*Work instruction:* Your task is to repeat the entries exactly from their first line through the line with "for tree operations.", and to stop there.

*Data provided:*
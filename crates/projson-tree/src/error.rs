//! Value tree error types.

use crate::value::Position;

/// Errors that can occur while reading a JSON document.
#[derive(Debug, thiserror::Error)]
pub enum TreeError {
    /// The document is not well-formed JSON.
    #[error("syntax error at {position}: {detail}")]
    Syntax { position: Position, detail: String },

    /// The document ended in the middle of a value.
    #[error("unexpected end of input at {position}")]
    UnexpectedEnd { position: Position },

    /// I/O error while reading the source.
    #[error("I/O error: {0}")]
    Io(#[from] std::io::Error),
}

impl TreeError {
    /// Source position of the error, if it has one.
    pub fn position(&self) -> Option<Position> {
        match self {
            TreeError::Syntax { position, .. } | TreeError::UnexpectedEnd { position } => {
                Some(*position)
            }
            TreeError::Io(_) => None,
        }
    }
}

/// Result type alias for tree operations.
pub type Result<T> = std::result::Result<T, TreeError>;
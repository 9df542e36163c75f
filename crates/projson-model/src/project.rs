//! The normalized project model.

use std::collections::BTreeMap;
use std::path::{Path, PathBuf};

use projson_frameworks::Framework;
use serde::Serialize;

use crate::compiler_options::CompilerOptions;
use crate::dependency::LibraryRange;
use crate::target_framework::TargetFrameworkInfo;
use crate::version::{FileVersion, Version};

/// A fully read project descriptor. Immutable once returned by the reader.
#[derive(Debug, Clone, PartialEq, Eq, Serialize)]
#[serde(rename_all = "camelCase")]
pub struct Project {
    pub name: String,
    /// Absolute path of the descriptor file.
    pub project_file_path: PathBuf,
    pub version: Version,
    pub assembly_file_version: FileVersion,

    pub description: Option<String>,
    pub summary: Option<String>,
    pub copyright: Option<String>,
    pub title: Option<String>,
    pub web_root: Option<String>,
    pub entry_point: Option<String>,
    pub project_url: Option<String>,
    pub license_url: Option<String>,
    pub icon_url: Option<String>,
    pub language: Option<String>,
    pub release_notes: Option<String>,

    pub authors: Vec<String>,
    pub owners: Vec<String>,
    pub tags: Vec<String>,

    pub require_license_acceptance: bool,
    pub is_loadable: bool,
    pub embed_interop_types: bool,

    pub commands: BTreeMap<String, String>,
    pub scripts: BTreeMap<String, Vec<String>>,

    pub dependencies: Vec<LibraryRange>,

    /// Root-level `compilationOptions`; empty when the descriptor has none.
    pub default_compiler_options: CompilerOptions,
    pub compiler_options_by_configuration: BTreeMap<String, CompilerOptions>,
    pub compiler_options_by_framework: BTreeMap<Framework, CompilerOptions>,
    pub target_frameworks: BTreeMap<Framework, TargetFrameworkInfo>,
}

impl Project {
    /// Directory containing the descriptor.
    pub fn project_directory(&self) -> &Path {
        self.project_file_path.parent().unwrap_or(Path::new(""))
    }

    /// Effective options for a configuration, optionally narrowed to a
    /// framework: defaults, then the configuration, then the framework.
    pub fn compiler_options(&self, configuration: &str, framework: Option<&Framework>) -> CompilerOptions {
        let layers = [
            Some(&self.default_compiler_options),
            self.compiler_options_by_configuration.get(configuration),
            framework.and_then(|fw| self.compiler_options_by_framework.get(fw)),
        ];
        CompilerOptions::combine(layers.into_iter().flatten())
    }

    pub fn target_framework(&self, framework: &Framework) -> Option<&TargetFrameworkInfo> {
        self.target_frameworks.get(framework)
    }

    pub fn frameworks(&self) -> impl Iterator<Item = &Framework> {
        self.target_frameworks.keys()
    }

    pub fn configurations(&self) -> impl Iterator<Item = &str> {
        self.compiler_options_by_configuration.keys().map(String::as_str)
    }
}
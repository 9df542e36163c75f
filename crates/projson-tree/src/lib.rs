//! Located JSON value tree.
//!
//! Reads a JSON document into a tree of tagged values where every node
//! remembers the line and column it started at. Descriptor readers use the
//! positions to point diagnostics at the offending value.

pub mod error;
pub mod reader;
pub mod value;

pub use error::{Result, TreeError};
pub use reader::{read, read_str, MAX_DEPTH};
pub use value::{JsonObject, JsonValue, Position, ValueKind};
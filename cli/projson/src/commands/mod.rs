//! CLI command implementations.

pub mod framework;
pub mod inspect;
pub mod options;
pub mod props;
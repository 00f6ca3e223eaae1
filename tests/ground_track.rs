use chrono::Duration;
use ground_track::config::DEFAULT_WRAP_THRESHOLD;
use ground_track::ground_track::generate;
use ground_track::observer::observation_time;
use ground_track::{
    segment, Direction, Error, GroundTrackPlot, GroundTrackRequest, Observer, PlotColors,
    Satellite, Tle,
};

const ISS_TLE: &str = "ISS (ZARYA)
1 25544U 98067A   20194.88612269 -.00002218  00000-0 -31515-4 0  9992
2 25544  51.6461 221.2784 0001413  89.1723 280.4612 15.49507896236008";

fn iss() -> Satellite {
    Satellite::from_tle(Tle::parse(ISS_TLE).unwrap()).unwrap()
}

#[test]
fn two_day_track_splits_once_per_crossing() {
    let sat = iss();
    let reference = observation_time("2020-07-13", "06:00", -4.0).unwrap();
    let periods = 31.0; // about two days
    let request = GroundTrackRequest::new(reference, periods).with_samples_per_period(120);
    let gt = generate(&sat, &request).unwrap();

    let segments = segment(&gt.track, DEFAULT_WRAP_THRESHOLD);
    let crossings = gt
        .track
        .samples()
        .windows(2)
        .filter(|w| {
            w[0].lon.signum() != w[1].lon.signum() && (w[1].lon - w[0].lon).abs() > 180.0
        })
        .count();
    assert_eq!(segments.len(), crossings + 1);
    // the track drifts ~23 deg west per orbit, so it cannot cross the seam more than once an orbit
    assert!(crossings as f64 <= periods + 1.0);
    assert!(crossings as f64 >= periods - 3.0);
}

#[test]
fn plot_for_backward_track() {
    let sat = iss();
    let observer = Observer::validated(51.5, -0.1)
        .unwrap()
        .with_time((sat.epoch() + Duration::days(2)).fixed_offset());
    let request = GroundTrackRequest::new(observer.time, 2.0).with_direction(Direction::Backward);
    let gt = generate(&sat, &request).unwrap();

    let colors = PlotColors {
        path: "olive".into(),
        ..PlotColors::default()
    };
    let plot = GroundTrackPlot::build(&gt, &observer, &colors, DEFAULT_WRAP_THRESHOLD);

    let total: usize = plot.lines.iter().map(|l| l.lon.len()).sum();
    assert_eq!(total, gt.track.len());
    assert!(plot.lines.iter().all(|l| l.color == "olive" && l.lon.len() == l.lat.len()));

    let last_line = plot.lines.last().unwrap();
    assert_eq!(*last_line.lon.last().unwrap(), gt.track.samples().last().unwrap().lon);
    assert_eq!(plot.observer.lon, -0.1);
}

#[test]
fn window_is_measured_from_epoch_in_both_directions() {
    let sat = iss();
    let before = (sat.epoch() - Duration::days(29)).fixed_offset();
    assert!(generate(&sat, &GroundTrackRequest::new(before, 1.0)).is_ok());

    // a backward track ending 30 days before epoch starts outside the window
    let request = GroundTrackRequest::new((sat.epoch() - Duration::days(30)).fixed_offset(), 1.0)
        .with_direction(Direction::Backward);
    assert!(matches!(
        generate(&sat, &request),
        Err(Error::OutsidePropagationWindow { .. })
    ));
}

#[cfg(feature = "web")]
#[test]
fn plot_serializes_as_line_objects() {
    let sat = iss();
    let request = GroundTrackRequest::new(sat.epoch().fixed_offset(), 1.0);
    let gt = generate(&sat, &request).unwrap();
    let plot = GroundTrackPlot::with_default_threshold(
        &gt,
        &Observer::from_lat_lon(0.0, 0.0),
        &PlotColors::default(),
    );

    let json = serde_json::to_value(&plot).unwrap();
    assert_eq!(json["title"], "ISS (ZARYA) Ground Track");
    assert!(json["lines"][0]["lon"].is_array());
    assert_eq!(json["reference"]["name"], "Satellite @ Reference");
}
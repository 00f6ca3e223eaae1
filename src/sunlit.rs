use std::fmt;

use chrono::{DateTime, FixedOffset, TimeZone, Utc};

use crate::config::RE_EQ;
use crate::error::Result;
use crate::satellite::Satellite;

const AU_KM: f64 = 149_597_870.7;
const J2000_JD: f64 = 2_451_545.0;

#[derive(Clone, Copy, Debug, PartialEq, Eq)]
#[cfg_attr(feature = "web", derive(serde::Serialize))]
pub enum SunStatus {
    Sunlit,
    Eclipsed,
}

impl fmt::Display for SunStatus {
    fn fmt(&self, f: &mut fmt::Formatter<'_>) -> fmt::Result {
        match self {
            Self::Sunlit => write!(f, "be in sunlight"),
            Self::Eclipsed => write!(f, "be in Earth's shadow"),
        }
    }
}

fn julian_date<Tz: TimeZone>(time: &DateTime<Tz>) -> f64 {
    let utc = time.with_timezone(&Utc);
    utc.timestamp_millis() as f64 / 86_400_000.0 + 2_440_587.5
}

/// Geocentric equatorial position of the Sun in km, good to about 0.01 deg
/// between 1950 and 2050.
pub fn sun_position_km<Tz: TimeZone>(time: &DateTime<Tz>) -> [f64; 3] {
    let t = (julian_date(time) - J2000_JD) / 36_525.0;

    let mean_lon = (280.460 + 36_000.771 * t).rem_euclid(360.0);
    let mean_anomaly = (357.529_109_2 + 35_999.050_34 * t).rem_euclid(360.0).to_radians();
    let ecliptic_lon = (mean_lon
        + 1.914_666_471 * mean_anomaly.sin()
        + 0.019_994_643 * (2.0 * mean_anomaly).sin())
    .to_radians();
    let distance_au = 1.000_140_612
        - 0.016_708_617 * mean_anomaly.cos()
        - 0.000_139_589 * (2.0 * mean_anomaly).cos();
    let obliquity = (23.439_291 - 0.013_004_2 * t).to_radians();

    let r = distance_au * AU_KM;
    [
        r * ecliptic_lon.cos(),
        r * obliquity.cos() * ecliptic_lon.sin(),
        r * obliquity.sin() * ecliptic_lon.sin(),
    ]
}

/// Cylindrical shadow test: behind the Earth and within one equatorial radius
/// of the Earth-Sun line.
pub fn in_shadow(position_km: [f64; 3], sun_km: [f64; 3]) -> bool {
    let sun_norm = (sun_km[0].powi(2) + sun_km[1].powi(2) + sun_km[2].powi(2)).sqrt();
    let sun_hat = sun_km.map(|c| c / sun_norm);
    let along = position_km
        .iter()
        .zip(sun_hat)
        .map(|(p, s)| p * s)
        .sum::<f64>();
    if along >= 0.0 {
        return false;
    }
    let r_sq = position_km.iter().map(|p| p * p).sum::<f64>();
    let perpendicular = (r_sq - along * along).max(0.0).sqrt();
    perpendicular < RE_EQ
}

pub fn sun_status(satellite: &Satellite, time: &DateTime<FixedOffset>) -> Result<SunStatus> {
    let eci = satellite.predict(time)?.eci;
    Ok(if in_shadow(eci, sun_position_km(time)) {
        SunStatus::Eclipsed
    } else {
        SunStatus::Sunlit
    })
}
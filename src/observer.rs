use chrono::{DateTime, FixedOffset, NaiveDate, NaiveTime, TimeZone, Utc};

use crate::error::{Error, Result};
use crate::transform::Geodetic;

#[cfg(feature = "web")]
use {
    serde::Deserialize,
    tracing::{info, warn},
};

/// Time zone offsets offered to users, in whole hours.
pub const TZ_OFFSET_RANGE: std::ops::RangeInclusive<f64> = -12.0..=14.0;

#[derive(Clone, Debug)]
pub struct Observer {
    pub lat: f64,
    pub lon: f64,
    /// Meters MSL
    pub elev: f64,
    pub time: DateTime<FixedOffset>,
}

impl Default for Observer {
    fn default() -> Self {
        Self {
            lat: 0.0,
            lon: 0.0,
            elev: 0.0,
            time: Utc::now().into(),
        }
    }
}

#[cfg(feature = "web")]
#[derive(Deserialize)]
struct IpInfo {
    loc: String,
}

#[cfg(feature = "web")]
#[derive(Deserialize)]
struct TopoData {
    results: [TopoResults; 1],
}

#[cfg(feature = "web")]
#[derive(Deserialize)]
struct TopoResults {
    elevation: f64,
}

impl Observer {
    #[cfg(feature = "web")]
    pub fn from_ip() -> Result<Self> {
        let info: IpInfo = reqwest::blocking::get("https://ipinfo.io/json")?.json()?;
        let mut parts = info.loc.split_terminator(',').map(|s| s.trim().parse::<f64>());
        let (Some(Ok(lat)), Some(Ok(lon))) = (parts.next(), parts.next()) else {
            return Err(Error::invalid(format!(
                "could not read a location from \"{}\"",
                info.loc
            )));
        };
        info!("Got a location of {lat}, {lon} from https://ipinfo.io");

        let elev = match reqwest::blocking::get(format!(
            "https://api.opentopodata.org/v1/etopo1?locations={lat},{lon}"
        ))
        .and_then(|res| res.json::<TopoData>())
        {
            Ok(topo) => {
                let elev = topo.results[0].elevation;
                info!("Got an elevation of {elev}m from https://opentopodata.org");
                elev
            }
            Err(e) => {
                warn!("Failed to get elevation from https://opentopodata.org: {e}");
                0.0
            }
        };

        Ok(Self::validated(lat, lon)?.with_elevation(elev))
    }

    pub fn from_lat_lon(lat: f64, lon: f64) -> Self {
        Self {
            lat,
            lon,
            elev: 0.0,
            time: Utc::now().into(),
        }
    }

    /// Like [`Observer::from_lat_lon`] but refuses coordinates off the globe.
    pub fn validated(lat: f64, lon: f64) -> Result<Self> {
        if !lat.is_finite() || lat.abs() > 90.0 {
            return Err(Error::invalid(format!("latitude {lat} is out of range")));
        }
        if !lon.is_finite() || lon.abs() > 180.0 {
            return Err(Error::invalid(format!("longitude {lon} is out of range")));
        }
        Ok(Self::from_lat_lon(lat, lon))
    }

    pub fn with_elevation(mut self, elevation: f64) -> Self {
        self.elev = elevation;
        self
    }

    pub fn with_time(mut self, time: DateTime<FixedOffset>) -> Self {
        self.time = time;
        self
    }

    pub fn with_current_time(self) -> Self {
        let offset = *self.time.offset();
        self.with_time(Utc::now().with_timezone(&offset))
    }

    pub fn position(&self) -> Geodetic {
        Geodetic {
            lon: self.lon,
            lat: self.lat,
            alt: self.elev,
        }
    }
}

/// Combines a `YYYY-MM-DD` date, an `HH:MM` or `HH:MM:SS` wall-clock time and
/// a UTC offset in hours into a single instant.
pub fn observation_time(date: &str, time: &str, tz_hours: f64) -> Result<DateTime<FixedOffset>> {
    let date = NaiveDate::parse_from_str(date.trim(), "%Y-%m-%d")
        .map_err(|e| Error::invalid(format!("date \"{date}\": {e}")))?;

    let time = time.trim();
    let time = match time.len() {
        5 => NaiveTime::parse_from_str(time, "%H:%M"),
        _ => NaiveTime::parse_from_str(time, "%H:%M:%S"),
    }
    .map_err(|e| Error::invalid(format!("time \"{time}\": {e}")))?;

    let offset = utc_offset(tz_hours)?;
    offset
        .from_local_datetime(&date.and_time(time))
        .single()
        .ok_or_else(|| Error::invalid("ambiguous local time"))
}

pub fn utc_offset(tz_hours: f64) -> Result<FixedOffset> {
    if !TZ_OFFSET_RANGE.contains(&tz_hours) {
        return Err(Error::invalid(format!(
            "UTC offset {tz_hours} h is outside -12..=14"
        )));
    }
    let seconds = (tz_hours * 3600.0).round() as i32;
    FixedOffset::east_opt(seconds)
        .ok_or_else(|| Error::invalid(format!("UTC offset {tz_hours} h")))
}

*Exercise output:*
filename crates/projson-tree/src/error.rs
//! Value tree error types.

use crate::value::Position;

/// Errors that can occur while reading a JSON document.
#[derive(Debug, thiserror::Error)]
pub enum TreeError {
    /// The document is not well-formed JSON.
    #[error("syntax error at {position}: {detail}")]
    Syntax { position: Position, detail: String },

    /// The document ended in the middle of a value.
    #[error("unexpected end of input at {position}")]
    UnexpectedEnd { position: Position },

    /// I/O error while reading the source.
    #[error("I/O error: {0}")]
    Io(#[from] std::io::Error),
}

impl TreeError {
    /// Source position of the error, if it has one.
    pub fn position(&self) -> Option<Position> {
        match self {
            TreeError::Syntax { position, .. } | TreeError::UnexpectedEnd { position } => {
                Some(*position)
            }
            TreeError::Io(_) => None,
        }
    }
}

/// Result type alias for tree operations.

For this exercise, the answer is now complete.